Sidang Rizieq, Saksi Sebut Bima Arya Sempat Mau Cabut Laporan Kasus RS UMMI

Dwi Bowo Raharjo, Bagaskara Isdiansyah

Selasa, 11 Mei 2021 | 12:03 WIB
Sidang Rizieq, Saksi Sebut Bima Arya Sempat Mau Cabut Laporan Kasus RS UMMI
Sidang lanjutan terdakwa Habib Rizieq Shihab dalam kasus kerumunan Petamburan di Pengadilan Negeri Jakarta Timur, Senin (10/5/2021). [Bidik Layar]

Suara.com - Salah satu ulama di Kota Bogor Habib Mahdi Assegaf mengungkapkan bahwa Wali Kota Bogor Bima Arya sempat menyampaikan kepadanya untuk mencabut laporan polisi terhadap kasus swab test RS UMMI yang melibatkan Habib Rizieq Shihab.

Hal itu diungkapkan oleh Habib Mahdi ketika dihadirkan sebagai saksi fakta dalam sidang lanjutan kasus swab test RS UMMI di Pengadilan Negeri Jakarta Timur, Selasa (11/5/2021).

Awalnya salah satu kuasa hukum Rizieq bertanya soal adanya pernyataan saksi yang sempat melakukan pertemuan dengan Bima Arya.
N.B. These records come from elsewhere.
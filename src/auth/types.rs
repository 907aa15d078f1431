// Authentication types

use serde::{Deserialize, Serialize};

/// Current token pair held by the credential store
#[derive(Debug, Clone, Default, PartialEq, Serialize, Deserialize)]
pub struct Credentials {
    pub access_token: Option<String>,
    pub refresh_token: Option<String>,
}

impl Credentials {
    /// True when neither token is present
    pub fn is_empty(&self) -> bool {
        self.access_token.is_none() && self.refresh_token.is_none()
    }
}

/// Token exchange request body
#[derive(Serialize)]
pub struct RefreshRequest<'a> {
    pub refresh_token: &'a str,
}

/// Token exchange response body
///
/// Servers that rotate refresh tokens return the new one alongside the access token.
#[derive(Deserialize)]
pub struct RefreshResponse {
    pub access_token: String,
    #[serde(default)]
    pub refresh_token: Option<String>,
}

#[cfg(test)]
mod tests {
    use super::*;

    #[test]
    fn test_refresh_request_shape() {
        let body = serde_json::to_value(RefreshRequest {
            refresh_token: "r1",
        })
        .unwrap();
        assert_eq!(body, serde_json::json!({ "refresh_token": "r1" }));
    }

    #[test]
    fn test_refresh_response_without_rotation() {
        let data: RefreshResponse =
            serde_json::from_str(r#"{"access_token":"T2"}"#).unwrap();
        assert_eq!(data.access_token, "T2");
        assert!(data.refresh_token.is_none());
    }

    #[test]
    fn test_credentials_is_empty() {
        assert!(Credentials::default().is_empty());
        let creds = Credentials {
            access_token: None,
            refresh_token: Some("r".to_string()),
        };
        assert!(!creds.is_empty());
    }
}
Pertemuan tersebut dilakukan di Balaikota Kota Bogor, Minggu 29 November 2020 lalu.

Habib Mahdi menyebut bahwa pertemuan tersebut sengaja diminta oleh pihaknya bersama dengan para ulama di wilayah Kota Bogor untuk mengklarifikasi mengapa Bima mempolisikan kasus swab test RS UMMI.

"Pada intinya disitu ada pihak walikota ada juga Satpol PP ketua Satpol PP sebagai pelapor ada pihak rumah sakit UMMI ada saya ada beberapa tokoh habaib tokoh kiai wilayah Kota Bogor. Dengan dialog yang santai bahkan saya pun berbicara tentang bagaimana islah keadaan negara. Kita mulai dari inayah itu yang saya bicara kan," kata Habib Mahdi dalam persidangan.

Mahdi menambahkan, dalam pertemuan tersebut Bima Arya sempat menyatakan akan mencabut laporan polisi terkait kasus swab test RS UMMI. Pasalnya, Mahdi bersama para ulama lainnya langsung mengklarifikasi kepada Bima.

"Intinya karena bicara itu pun hanya fokus kepada saya hanya mengklarifikasi mengapa harus melapor dan beliau menjawab habib kami insyallah akan mencabut laporan tersebut itu saja," tutur habib Mahdi.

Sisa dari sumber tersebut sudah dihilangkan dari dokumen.